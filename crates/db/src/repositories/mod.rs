//! Repository layer.
//!
//! Each repository is a zero-sized struct providing async methods that
//! accept `&SqlitePool` as the first argument.

pub mod job_repo;

pub use job_repo::JobRepo;
//! Unified processor interface and shared types.
//!
//! Defines [`UrlProcessor`], the capability every configured handler
//! provides, along with [`ProcessRequest`] and [`ProcessError`].

use std::fmt;
use std::path::Path;

use async_trait::async_trait;
use tokio_util::sync::CancellationToken;

use crate::types::DbId;

/// The slice of a job a processor needs to run.
#[derive(Debug, Clone, PartialEq, Eq)]
pub struct ProcessRequest {
    /// Job id, used to scope the isolated working directory.
    pub job_id: DbId,
    /// The submitted URL, substituted for `{url}` in argument templates.
    pub url: String,
}

/// Errors that can occur while processing a job.
///
/// The worker never propagates these: the [`Display`](fmt::Display) text is
/// recorded as the job's `error` field.
#[derive(Debug)]
pub enum ProcessError {
    /// The command could not be launched (missing binary, permissions).
    Spawn {
        command: String,
        source: std::io::Error,
    },
    /// The command ran and exited unsuccessfully.
    CommandFailed {
        command: String,
        /// Human-readable exit status (e.g. `exit status: 1`).
        status: String,
        /// Captured stdout followed by stderr.
        output: String,
    },
    /// Shutdown was requested while the command was running; it was killed.
    Cancelled { command: String },
    /// The working or target directory could not be prepared.
    Workspace(std::io::Error),
    /// Produced files could not be moved into the target directory.
    Relocate(std::io::Error),
}

impl fmt::Display for ProcessError {
    fn fmt(&self, f: &mut fmt::Formatter<'_>) -> fmt::Result {
        match self {
            Self::Spawn { command, source } => write!(f, "{command} failed to start: {source}"),
            Self::CommandFailed {
                command,
                status,
                output,
            } => {
                if output.is_empty() {
                    write!(f, "{command} failed: {status}")
                } else {
                    write!(f, "{command} failed: {status}: {output}")
                }
            }
            Self::Cancelled { command } => write!(f, "{command} interrupted by shutdown"),
            Self::Workspace(err) => write!(f, "prepare directory: {err}"),
            Self::Relocate(err) => write!(f, "move files: {err}"),
        }
    }
}

impl std::error::Error for ProcessError {
    fn source(&self) -> Option<&(dyn std::error::Error + 'static)> {
        match self {
            Self::Spawn { source, .. } => Some(source),
            Self::Workspace(err) | Self::Relocate(err) => Some(err),
            _ => None,
        }
    }
}

/// A configured URL-pattern-to-command binding.
///
/// Object safe so the registry can hold an ordered list of
/// `Arc<dyn UrlProcessor>`.
#[async_trait]
pub trait UrlProcessor: Send + Sync {
    /// Configured processor name, used in logs.
    fn name(&self) -> &str;

    /// Directory finished output ends up in.
    fn target_dir(&self) -> &Path;

    /// Whether this processor handles `url`.
    fn matches(&self, url: &str) -> bool;

    /// Run the processor for one job. Honors `cancel` on a best-effort basis.
    async fn process(
        &self,
        request: &ProcessRequest,
        cancel: &CancellationToken,
    ) -> Result<(), ProcessError>;
}

// ---------------------------------------------------------------------------
// Tests
// ---------------------------------------------------------------------------

#[cfg(test)]
mod tests {
    use super::*;

    #[test]
    fn display_command_failed_includes_output() {
        let err = ProcessError::CommandFailed {
            command: "yt-dlp".to_string(),
            status: "exit status: 1".to_string(),
            output: "ERROR: unsupported URL".to_string(),
        };
        assert_eq!(
            err.to_string(),
            "yt-dlp failed: exit status: 1: ERROR: unsupported URL"
        );
    }

    #[test]
    fn display_command_failed_without_output() {
        let err = ProcessError::CommandFailed {
            command: "false".to_string(),
            status: "exit status: 1".to_string(),
            output: String::new(),
        };
        assert_eq!(err.to_string(), "false failed: exit status: 1");
    }

    #[test]
    fn display_cancelled() {
        let err = ProcessError::Cancelled {
            command: "sleep".to_string(),
        };
        assert_eq!(err.to_string(), "sleep interrupted by shutdown");
    }

    #[test]
    fn spawn_error_has_source() {
        let err = ProcessError::Spawn {
            command: "missing".to_string(),
            source: std::io::Error::new(std::io::ErrorKind::NotFound, "no such file"),
        };
        assert!(err.to_string().starts_with("missing failed to start:"));
        assert!(std::error::Error::source(&err).is_some());
    }

    #[test]
    fn cancelled_has_no_source() {
        let err = ProcessError::Cancelled {
            command: "sleep".to_string(),
        };
        assert!(std::error::Error::source(&err).is_none());
    }
}
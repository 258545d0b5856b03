//! Moving finished output from an isolated working directory into place.
//!
//! Existing files in the target always win: a file whose name is already
//! taken is left behind (and discarded with the working directory).

use std::ffi::OsString;
use std::io;
use std::path::{Path, PathBuf};

use tokio::io::AsyncRead;

/// What happened to each regular file found in the source directory.
#[derive(Debug, Default, Clone, PartialEq, Eq)]
pub struct RelocationReport {
    pub moved: Vec<String>,
    pub skipped: Vec<String>,
}

/// Move every regular file (not subdirectories) from `src_dir` into
/// `target_dir`, never overwriting.
///
/// Tries an atomic rename first and falls back to copy-then-delete when the
/// two directories are on different filesystems.
pub async fn move_files(src_dir: &Path, target_dir: &Path) -> io::Result<RelocationReport> {
    tokio::fs::create_dir_all(target_dir).await?;

    let mut names = Vec::new();
    let mut entries = tokio::fs::read_dir(src_dir).await?;
    while let Some(entry) = entries.next_entry().await? {
        if entry.file_type().await?.is_file() {
            names.push(entry.file_name());
        }
    }
    names.sort();

    let mut report = RelocationReport::default();
    for name in names {
        let src = src_dir.join(&name);
        let dst = target_dir.join(&name);
        let display = name.to_string_lossy().into_owned();

        if tokio::fs::try_exists(&dst).await? {
            report.skipped.push(display);
            continue;
        }

        relocate_file(&src, &dst).await?;
        report.moved.push(display);
    }

    Ok(report)
}

async fn relocate_file(src: &Path, dst: &Path) -> io::Result<()> {
    match tokio::fs::rename(src, dst).await {
        Ok(()) => Ok(()),
        Err(err) if is_cross_device(&err) => copy_then_remove(src, dst).await,
        Err(err) => Err(err),
    }
}

fn is_cross_device(err: &io::Error) -> bool {
    err.raw_os_error() == Some(libc::EXDEV)
}

/// Copy `src` into `dst`, then delete `src`.
///
/// Fails with [`io::ErrorKind::AlreadyExists`] if `dst` appeared after the
/// existence check. `src` is only removed once `dst` is complete.
async fn copy_then_remove(src: &Path, dst: &Path) -> io::Result<()> {
    let reader = tokio::fs::File::open(src).await?;
    copy_into_place(reader, dst).await?;
    tokio::fs::remove_file(src).await
}

/// Write `reader` to a hidden sibling of `dst` and publish it under the final
/// name only when fully written. Nothing is left behind on error.
async fn copy_into_place<R: AsyncRead + Unpin>(mut reader: R, dst: &Path) -> io::Result<()> {
    let partial = partial_path(dst);

    let result = async {
        let mut writer = tokio::fs::File::create(&partial).await?;
        tokio::io::copy(&mut reader, &mut writer).await?;
        writer.sync_all().await?;
        drop(writer);
        publish(&partial, dst).await
    }
    .await;

    if result.is_err() {
        let _ = tokio::fs::remove_file(&partial).await;
    }
    result
}

/// Give `partial` the name `dst` without replacing an existing file.
async fn publish(partial: &Path, dst: &Path) -> io::Result<()> {
    match tokio::fs::hard_link(partial, dst).await {
        Ok(()) => {
            let _ = tokio::fs::remove_file(partial).await;
            Ok(())
        }
        Err(err) if err.kind() == io::ErrorKind::AlreadyExists => Err(err),
        // Filesystems without hard links (exFAT, some network mounts).
        Err(_) => {
            if tokio::fs::try_exists(dst).await? {
                return Err(io::Error::from(io::ErrorKind::AlreadyExists));
            }
            tokio::fs::rename(partial, dst).await
        }
    }
}

/// `dir/.name.partial` for `dir/name`.
fn partial_path(dst: &Path) -> PathBuf {
    let mut name = OsString::from(".");
    name.push(dst.file_name().unwrap_or_default());
    name.push(".partial");
    dst.with_file_name(name)
}

// ---------------------------------------------------------------------------
// Tests
// ---------------------------------------------------------------------------
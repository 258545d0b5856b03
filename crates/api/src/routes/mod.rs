pub mod health;
pub mod jobs;

use axum::Router;

use crate::state::AppState;

/// Build the application route tree.
///
/// ```text
/// POST /webhook        queue a URL
/// GET  /jobs/{id}      job status
/// ```
///
/// `/health` is mounted separately by the router builder.
pub fn app_routes() -> Router<AppState> {
    Router::new().merge(jobs::router())
}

**YOUR INSTRUCTIONS**
When you find a line in the records that contains the word "filename", copy it.

**COMPLETED EXERCISE**
filename crates/db/src/repositories/mod.rs
filename crates/api/src/routes/mod.rs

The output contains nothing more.